Qualitative Methods: Questions distinctions

Qualitative Research Questions distinctions

Usually, qualitative research methods start off with an open-ended central question or two with the words “what” or “how” on a single phenomenon or concept, in order to suggest an exploratory design.  The rest of the question uses exploratory verbs (report, describe, discover, seek, explore, etc) in a non-directional manner as not to suggest causation.  The research question could also be asked in a way to suggest what qualitative research methodological tool you will use to analyze the data, i.e. using the words opinions could mean interviews. Finally, the research question could include the key defining features of the participants in the study (teen, women, men, veterans, people with disabilities, etc.) (Creswell, 2014).

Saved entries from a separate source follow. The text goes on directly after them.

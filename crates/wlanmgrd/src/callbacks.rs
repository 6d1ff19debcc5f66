//! Callbacks exposed to interface owners and stack observers.

/// Notifications delivered to the owner of one interface.
///
/// Callbacks run on the lifecycle worker. Calls into
/// [`InterfaceManager`](crate::InterfaceManager) made from a callback return
/// [`ManagerError::ReentrantCall`](crate::ManagerError::ReentrantCall); hand
/// follow-up work to another thread instead.
pub trait InterfaceCallback: Send + Sync {
    /// The interface link came up.
    fn on_up(&self, name: &str);

    /// The interface link went down.
    fn on_down(&self, name: &str);

    /// The interface no longer exists. Delivered exactly once per interface.
    fn on_destroyed(&self, name: &str);
}

/// Observer of global stack availability.
///
/// Runs on the lifecycle worker, under the same restriction on
/// [`InterfaceManager`](crate::InterfaceManager) calls as
/// [`InterfaceCallback`].
pub trait StatusListener: Send + Sync {
    /// `false` when a subsystem died, `true` once recovery completed.
    fn on_status_changed(&self, ready: bool);
}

Central research question:

So, an example of a central question could be to do a follow on study on the results of my doctoral research.  So:

What are the opinions on the results from the use of text analytics on tropical discussions to discover weather constructs that positively and negatively affecting hurricane forecast skills perceived and used by the hurricane specialist at the National Hurricane Center?

References:

Qualitative Research: Sampling

Purposive and Theoretical Sampling:

When identifying means for recording data, one must be wary in qualitative research to how they collect data as well, it can be via unstructured or semi-structured observations and interviews, documents, and visual materials (Creswell, 2014).  Purposeful sampling is to help select the (1) actors, (2) events, (3) setting, and (4) process that will best allow the researcher to get a firm grasp at understanding and addressing their central questions and sub-questions in their study.  Also, consider how many sites and participants there should be in the study (identifying your sample size).  The sample size can vary from 1-2 in narrative research, 3-10 in grounded theory, 20-30 for ethnographic studies, and 4-5 cases in case studies (Creswell, 2014).

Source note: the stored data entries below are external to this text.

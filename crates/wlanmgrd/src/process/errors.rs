//! Defines the unified error surface for daemon launch and supervision.

use std::sync::Arc;

use ortho_config::OrthoError;
use thiserror::Error;

use crate::bootstrap::BootstrapError;
use crate::service::{ManagerError, ServiceError};

use super::shutdown::ShutdownError;

/// Errors surfaced while launching or supervising the daemon process.
#[derive(Debug, Error)]
pub enum LaunchError {
    /// Configuration failed to load.
    #[error("failed to load configuration: {source}")]
    Config {
        /// Underlying loader error.
        #[source]
        source: Arc<OrthoError>,
    },
    /// Bootstrapping the daemon failed.
    #[error("daemon bootstrap failed: {source}")]
    Bootstrap {
        /// Underlying bootstrap error.
        #[source]
        source: BootstrapError,
    },
    /// The launch-time interface could not be brought up.
    #[error("failed to bring up the startup interface: {source}")]
    StartupInterface {
        /// Underlying lifecycle error.
        #[source]
        source: ManagerError,
    },
    /// Waiting for shutdown failed.
    #[error("failed to await shutdown signal: {source}")]
    Shutdown {
        /// Underlying shutdown error.
        #[source]
        source: ShutdownError,
    },
    /// Stopping the lifecycle worker failed.
    #[error("failed to stop the lifecycle worker: {source}")]
    Service {
        /// Underlying worker error.
        #[source]
        source: ServiceError,
    },
}

impl From<Arc<OrthoError>> for LaunchError {
    fn from(source: Arc<OrthoError>) -> Self {
        Self::Config { source }
    }
}

impl From<BootstrapError> for LaunchError {
    fn from(source: BootstrapError) -> Self {
        Self::Bootstrap { source }
    }
}

impl From<ManagerError> for LaunchError {
    fn from(source: ManagerError) -> Self {
        Self::StartupInterface { source }
    }
}

impl From<ShutdownError> for LaunchError {
    fn from(source: ShutdownError) -> Self {
        Self::Shutdown { source }
    }
}

impl From<ServiceError> for LaunchError {
    fn from(source: ServiceError) -> Self {
        Self::Service { source }
    }
}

However, you can reach data saturation (when the research stops the data collection because there exists no more new information that would reveal any other insights or properties addressing the question of the research) before any of these aforementioned numbers (Creswell, 2014). Theoretical sampling is theoretically bound around a concept, but this type of sampling touches more on this concept of data saturation.  Thus, when the researcher is trying to understand the data in order to help them define or understand their theory to the point of data saturation, rather than reaching a defined number.

Example:

An example of this could come from studying the effects of business decisions affecting the family through analyzing relocation decisions on non-military families. (PROCESS)  Purposefully I would like to sample in this example are three groups of families, ACTORS: those with no children, those with children that are no older than 12 years of age, and those with one or more children over the age of 13.  I want to see if there is a difference between the reactions based on having kids and having kids that are older versus younger, over the past decade (EVENT) at Boeing (SETTING).  I could aim for 20-30 families per group to a total of 60-90 sample size, or I could aim for data saturation between each of these groups (Theoretically sampling).  If I want to stick with 60-90 as a total sample size, I could aim for an open answer survey or conduct interviews (which is more costly on my end).  If I wish to aim for data saturation, it can be more easily done with interviews.